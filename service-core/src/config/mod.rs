use crate::error::AppError;
use config::{Config as Cfg, File};
use serde::Deserialize;

/// Settings shared by every service binary.
///
/// Read from an optional `configuration` file and `APP__*` environment
/// variables, e.g. `APP__PORT=3000`.
#[derive(Debug, Deserialize, Clone)]
pub struct Config {
    #[serde(default = "default_port")]
    pub port: u16,
    #[serde(default)]
    pub environment: Environment,
}

#[derive(Debug, Deserialize, Clone, Copy, Default, PartialEq, Eq)]
#[serde(rename_all = "lowercase")]
pub enum Environment {
    #[default]
    Dev,
    Prod,
}

fn default_port() -> u16 {
    8080
}

impl Config {
    pub fn load() -> Result<Self, AppError> {
        dotenvy::dotenv().ok();

        let config = Cfg::builder()
            .add_source(File::with_name("configuration").required(false))
            .add_source(config::Environment::with_prefix("APP").separator("__"))
            .build()?;

        Ok(config.try_deserialize()?)
    }

    pub fn is_production(&self) -> bool {
        self.environment == Environment::Prod
    }
}
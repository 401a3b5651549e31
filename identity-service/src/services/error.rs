use service_core::error::AppError;
use thiserror::Error;

/// Failure reported by a [`ContactStore`](super::ContactStore) backend.
#[derive(Error, Debug)]
pub enum StoreError {
    /// A uniqueness constraint rejected the write, or the rows the write
    /// depended on changed since they were read.
    #[error("Conflicting contact write: {0}")]
    Conflict(String),

    #[error("Contact store unavailable: {0}")]
    Unavailable(#[from] anyhow::Error),
}

impl From<sqlx::Error> for StoreError {
    fn from(err: sqlx::Error) -> Self {
        match err {
            sqlx::Error::Database(ref db_err) if db_err.is_unique_violation() => {
                StoreError::Conflict(db_err.message().to_string())
            }
            other => StoreError::Unavailable(anyhow::Error::new(other)),
        }
    }
}

#[derive(Error, Debug)]
pub enum IdentityError {
    #[error("Either email or phoneNumber must be provided")]
    Validation,

    #[error("Contact update conflicted with a concurrent request: {0}")]
    Conflict(String),

    #[error("Contact store unavailable: {0}")]
    StoreUnavailable(anyhow::Error),
}

impl From<StoreError> for IdentityError {
    fn from(err: StoreError) -> Self {
        match err {
            StoreError::Conflict(reason) => IdentityError::Conflict(reason),
            StoreError::Unavailable(e) => IdentityError::StoreUnavailable(e),
        }
    }
}

impl From<IdentityError> for AppError {
    fn from(err: IdentityError) -> Self {
        match err {
            IdentityError::Validation => AppError::BadRequest(anyhow::anyhow!(
                "Either email or phoneNumber must be provided"
            )),
            IdentityError::Conflict(reason) => AppError::Conflict(anyhow::anyhow!(reason)),
            IdentityError::StoreUnavailable(e) => AppError::DatabaseError(e),
        }
    }
}
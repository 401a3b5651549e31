//! Read-only listings of payment transactions and invoices.
//!
//! Failures are reported with a listing-specific message rather than the
//! generic `AppError` body, matching what dashboard clients already parse.
//! Malformed query strings get the usual `AppError` 400.

use axum::{
    extract::{rejection::QueryRejection, Query, State},
    http::StatusCode,
    response::{IntoResponse, Response},
    Json,
};
use serde_json::json;
use service_core::error::AppError;

use crate::dtos::{ListParams, ListResponse};
use crate::services::ListQuery;
use crate::startup::AppState;

pub async fn list_transactions(
    State(state): State<AppState>,
    params: Result<Query<ListParams>, QueryRejection>,
) -> Response {
    let query = match params {
        Ok(Query(params)) => ListQuery::from(params),
        Err(rejection) => return invalid_params(rejection),
    };
    match state.records.list_transactions(&query).await {
        Ok((records, total)) => Json(ListResponse { records, total }).into_response(),
        Err(e) => {
            tracing::error!(error = %e, "Failed to list transactions");
            listing_failed("Failed to retrieve transactions")
        }
    }
}

pub async fn list_invoices(
    State(state): State<AppState>,
    params: Result<Query<ListParams>, QueryRejection>,
) -> Response {
    let query = match params {
        Ok(Query(params)) => ListQuery::from(params),
        Err(rejection) => return invalid_params(rejection),
    };
    match state.records.list_invoices(&query).await {
        Ok((records, total)) => Json(ListResponse { records, total }).into_response(),
        Err(e) => {
            tracing::error!(error = %e, "Failed to list invoices");
            listing_failed("Failed to retrieve invoices")
        }
    }
}

fn invalid_params(rejection: QueryRejection) -> Response {
    tracing::warn!(error = %rejection, "Rejected listing query");
    AppError::BadRequest(anyhow::anyhow!(rejection.body_text())).into_response()
}

fn listing_failed(message: &str) -> Response {
    (
        StatusCode::INTERNAL_SERVER_ERROR,
        Json(json!({ "error": message })),
    )
        .into_response()
}
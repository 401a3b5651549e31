use axum::{extract::State, http::StatusCode, response::IntoResponse, Json};
use chrono::Utc;
use serde_json::json;

use crate::services::get_metrics;
use crate::startup::AppState;

/// Liveness probe.
pub async fn health_check() -> impl IntoResponse {
    (
        StatusCode::OK,
        Json(json!({
            "status": "ok",
            "service": "identity-service",
            "version": env!("CARGO_PKG_VERSION")
        })),
    )
}

/// Readiness probe: ready once the contact store answers.
pub async fn readiness_check(State(state): State<AppState>) -> impl IntoResponse {
    match state.resolver.store().health_check().await {
        Ok(()) => (StatusCode::OK, Json(json!({ "status": "ready" }))),
        Err(e) => {
            tracing::warn!(error = %e, "Contact store not ready");
            (
                StatusCode::SERVICE_UNAVAILABLE,
                Json(json!({ "status": "unavailable" })),
            )
        }
    }
}

pub async fn status(State(state): State<AppState>) -> impl IntoResponse {
    Json(json!({
        "message": "Server is running",
        "uptime": state.started_at.elapsed().as_secs_f64(),
        "timestamp": Utc::now().timestamp_millis(),
    }))
}

pub async fn metrics() -> impl IntoResponse {
    (
        StatusCode::OK,
        [("content-type", "text/plain; charset=utf-8")],
        get_metrics(),
    )
}

pub async fn not_found() -> impl IntoResponse {
    (
        StatusCode::NOT_FOUND,
        Json(json!({ "status": 404, "message": "Resource not found" })),
    )
}
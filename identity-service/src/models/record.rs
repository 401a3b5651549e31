//! Read-only payment records served from the document store.
//!
//! Documents are written by other systems with loose typing (amounts may be
//! strings or numbers, dates strings or BSON dates), so records are mapped
//! field by field and every scalar is rendered as a string.

use mongodb::bson::{Bson, Document};
use serde::Serialize;

#[derive(Debug, Clone, PartialEq, Serialize)]
pub struct TransactionRecord {
    #[serde(rename = "_id")]
    pub id: Option<String>,
    pub transaction_id: Option<String>,
    pub user_name: Option<String>,
    pub amount: Option<String>,
    pub currency: Option<String>,
    pub status: Option<String>,
    pub payment: Option<String>,
}

impl From<&Document> for TransactionRecord {
    fn from(doc: &Document) -> Self {
        Self {
            id: field_as_string(doc, "_id"),
            transaction_id: field_as_string(doc, "transactionId"),
            user_name: field_as_string(doc, "username"),
            amount: field_as_string(doc, "amount"),
            currency: field_as_string(doc, "currency"),
            status: field_as_string(doc, "status"),
            payment: field_as_string(doc, "paymentMethod"),
        }
    }
}

#[derive(Debug, Clone, PartialEq, Serialize)]
pub struct InvoiceRecord {
    #[serde(rename = "_id")]
    pub id: Option<String>,
    pub invoice_id: Option<String>,
    pub customer_name: Option<String>,
    pub customer_email: Option<String>,
    pub customer_phone: Option<String>,
    pub amount: Option<String>,
    pub currency: Option<String>,
    pub due_date: Option<String>,
    pub status: Option<String>,
}

impl From<&Document> for InvoiceRecord {
    fn from(doc: &Document) -> Self {
        Self {
            id: field_as_string(doc, "_id"),
            invoice_id: field_as_string(doc, "invoiceId"),
            customer_name: field_as_string(doc, "customerName"),
            customer_email: field_as_string(doc, "customerEmail"),
            customer_phone: field_as_string(doc, "customerPhone"),
            amount: field_as_string(doc, "amount"),
            currency: field_as_string(doc, "currency"),
            due_date: field_as_string(doc, "dueDate"),
            status: field_as_string(doc, "status"),
        }
    }
}

fn field_as_string(doc: &Document, key: &str) -> Option<String> {
    match doc.get(key)? {
        Bson::String(s) => Some(s.clone()),
        Bson::ObjectId(oid) => Some(oid.to_hex()),
        Bson::Int32(n) => Some(n.to_string()),
        Bson::Int64(n) => Some(n.to_string()),
        Bson::Double(n) => Some(n.to_string()),
        Bson::Boolean(b) => Some(b.to_string()),
        Bson::DateTime(dt) => dt.try_to_rfc3339_string().ok(),
        Bson::Null | Bson::Undefined => None,
        other => Some(other.to_string()),
    }
}
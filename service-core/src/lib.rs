//! service-core: Shared infrastructure for the identity workspace.
pub mod config;
pub mod error;
pub mod middleware;
pub mod observability;

pub use async_trait;
pub use axum;
pub use mongodb;
pub use serde;
pub use serde_json;
pub use tokio;
pub use tower;
pub use tower_http;
pub use tracing;
use axum::{
    extract::{MatchedPath, Request},
    middleware::Next,
    response::Response,
};
use metrics::{counter, histogram};
use std::time::Instant;

/// Count and time every request, labelled by route template rather than raw
/// path so query-bearing URLs stay one series.
pub async fn metrics_middleware(req: Request, next: Next) -> Response {
    let start = Instant::now();
    let method = req.method().to_string();
    let path = req
        .extensions()
        .get::<MatchedPath>()
        .map(|p| p.as_str().to_string())
        .unwrap_or_else(|| "unmatched".to_string());

    let response = next.run(req).await;

    let duration = start.elapsed();
    let status = response.status().as_u16().to_string();

    let labels = [("method", method), ("path", path), ("status", status)];

    counter!("http_requests_total", &labels).increment(1);
    histogram!("http_request_duration_seconds", &labels).record(duration.as_secs_f64());

    response
}
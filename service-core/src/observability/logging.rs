use opentelemetry::KeyValue;
use opentelemetry_otlp::WithExportConfig;
use opentelemetry_sdk::{Resource, runtime, trace as sdktrace};
use tracing_subscriber::{layer::SubscriberExt, util::SubscriberInitExt};

use crate::error::AppError;

/// Install the global subscriber: env filter, JSON logs and, when an OTLP
/// endpoint is given, span export through OpenTelemetry.
///
/// `RUST_LOG` overrides `log_level` when set.
pub fn init_tracing(
    service_name: &str,
    log_level: &str,
    otlp_endpoint: Option<&str>,
) -> Result<(), AppError> {
    let env_filter = tracing_subscriber::EnvFilter::try_from_default_env()
        .unwrap_or_else(|_| tracing_subscriber::EnvFilter::new(log_level));

    let tracer = match otlp_endpoint {
        Some(endpoint) => {
            let otlp_exporter = opentelemetry_otlp::new_exporter()
                .tonic()
                .with_endpoint(endpoint);

            let tracer = opentelemetry_otlp::new_pipeline()
                .tracing()
                .with_exporter(otlp_exporter)
                .with_trace_config(sdktrace::config().with_resource(Resource::new(vec![
                    KeyValue::new("service.name", service_name.to_string()),
                ])))
                .install_batch(runtime::Tokio)
                .map_err(|e| {
                    AppError::ConfigError(anyhow::anyhow!(
                        "Failed to initialize OTLP tracer for service '{}' at endpoint '{}': {}",
                        service_name,
                        endpoint,
                        e
                    ))
                })?;
            Some(tracer)
        }
        None => None,
    };

    let telemetry = tracer.map(|tracer| tracing_opentelemetry::layer().with_tracer(tracer));

    tracing_subscriber::registry()
        .with(env_filter)
        .with(telemetry)
        .with(
            tracing_subscriber::fmt::layer()
                .with_file(true)
                .with_line_number(true)
                .json()
                .flatten_event(true),
        )
        .try_init()
        .map_err(|e| {
            AppError::ConfigError(anyhow::anyhow!("Failed to install tracing subscriber: {}", e))
        })?;

    Ok(())
}
pub mod identify;
pub mod listing;

pub use identify::{IdentifyRequest, IdentifyResponse};
pub use listing::{ListParams, ListResponse};
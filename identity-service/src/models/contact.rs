//! Contact model: one row of an identity cluster.

use chrono::{DateTime, Utc};
use serde::Serialize;
use sqlx::FromRow;

/// Whether a contact anchors its cluster or hangs off another contact.
#[derive(Debug, Clone, Copy, PartialEq, Eq, Serialize)]
#[serde(rename_all = "lowercase")]
pub enum LinkPrecedence {
    Primary,
    Secondary,
}

impl LinkPrecedence {
    pub fn as_str(&self) -> &'static str {
        match self {
            LinkPrecedence::Primary => "primary",
            LinkPrecedence::Secondary => "secondary",
        }
    }

    pub fn from_string(s: &str) -> Self {
        match s {
            "secondary" => LinkPrecedence::Secondary,
            _ => LinkPrecedence::Primary,
        }
    }
}

/// Contact row.
#[derive(Debug, Clone, PartialEq, Eq, Serialize, FromRow)]
pub struct Contact {
    pub id: i32,
    pub phone_number: Option<String>,
    pub email: Option<String>,
    pub linked_id: Option<i32>,
    pub link_precedence: String,
    pub created_at: DateTime<Utc>,
    pub updated_at: DateTime<Utc>,
    pub deleted_at: Option<DateTime<Utc>>,
}

impl Contact {
    pub fn precedence(&self) -> LinkPrecedence {
        LinkPrecedence::from_string(&self.link_precedence)
    }

    pub fn is_primary(&self) -> bool {
        self.precedence() == LinkPrecedence::Primary
    }

    /// Id of the primary this contact belongs to.
    pub fn primary_id(&self) -> i32 {
        match self.linked_id {
            Some(linked_id) if !self.is_primary() => linked_id,
            _ => self.id,
        }
    }

    /// Ordering key for cluster members: oldest first, id breaks ties.
    pub fn age_key(&self) -> (DateTime<Utc>, i32) {
        (self.created_at, self.id)
    }
}

/// Input for inserting a contact.
#[derive(Debug, Clone, PartialEq, Eq)]
pub struct NewContact {
    pub email: Option<String>,
    pub phone_number: Option<String>,
    pub link_precedence: LinkPrecedence,
    pub linked_id: Option<i32>,
}

impl NewContact {
    pub fn primary(email: Option<String>, phone_number: Option<String>) -> Self {
        Self {
            email,
            phone_number,
            link_precedence: LinkPrecedence::Primary,
            linked_id: None,
        }
    }

    pub fn secondary(
        email: Option<String>,
        phone_number: Option<String>,
        primary_id: i32,
    ) -> Self {
        Self {
            email,
            phone_number,
            link_precedence: LinkPrecedence::Secondary,
            linked_id: Some(primary_id),
        }
    }
}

========================================

Only the lines from the one containing "pub enum LinkPrecedence" through the end of the material belong in the answer, each restated word for word.

Written solution:
pub enum LinkPrecedence {
    Primary,
    Secondary,
}

impl LinkPrecedence {
    pub fn as_str(&self) -> &'static str {
        match self {
            LinkPrecedence::Primary => "primary",
            LinkPrecedence::Secondary => "secondary",
        }
    }

    pub fn from_string(s: &str) -> Self {
        match s {
            "secondary" => LinkPrecedence::Secondary,
            _ => LinkPrecedence::Primary,
        }
    }
}

/// Contact row.
#[derive(Debug, Clone, PartialEq, Eq, Serialize, FromRow)]
pub struct Contact {
    pub id: i32,
    pub phone_number: Option<String>,
    pub email: Option<String>,
    pub linked_id: Option<i32>,
    pub link_precedence: String,
    pub created_at: DateTime<Utc>,
    pub updated_at: DateTime<Utc>,
    pub deleted_at: Option<DateTime<Utc>>,
}

impl Contact {
    pub fn precedence(&self) -> LinkPrecedence {
        LinkPrecedence::from_string(&self.link_precedence)
    }

    pub fn is_primary(&self) -> bool {
        self.precedence() == LinkPrecedence::Primary
    }

    /// Id of the primary this contact belongs to.
    pub fn primary_id(&self) -> i32 {
        match self.linked_id {
            Some(linked_id) if !self.is_primary() => linked_id,
            _ => self.id,
        }
    }

    /// Ordering key for cluster members: oldest first, id breaks ties.
    pub fn age_key(&self) -> (DateTime<Utc>, i32) {
        (self.created_at, self.id)
    }
}

/// Input for inserting a contact.
#[derive(Debug, Clone, PartialEq, Eq)]
pub struct NewContact {
    pub email: Option<String>,
    pub phone_number: Option<String>,
    pub link_precedence: LinkPrecedence,
    pub linked_id: Option<i32>,
}

impl NewContact {
    pub fn primary(email: Option<String>, phone_number: Option<String>) -> Self {
        Self {
            email,
            phone_number,
            link_precedence: LinkPrecedence::Primary,
            linked_id: None,
        }
    }

    pub fn secondary(
        email: Option<String>,
        phone_number: Option<String>,
        primary_id: i32,
    ) -> Self {
        Self {
            email,
            phone_number,
            link_precedence: LinkPrecedence::Secondary,
            linked_id: Some(primary_id),
        }
    }
}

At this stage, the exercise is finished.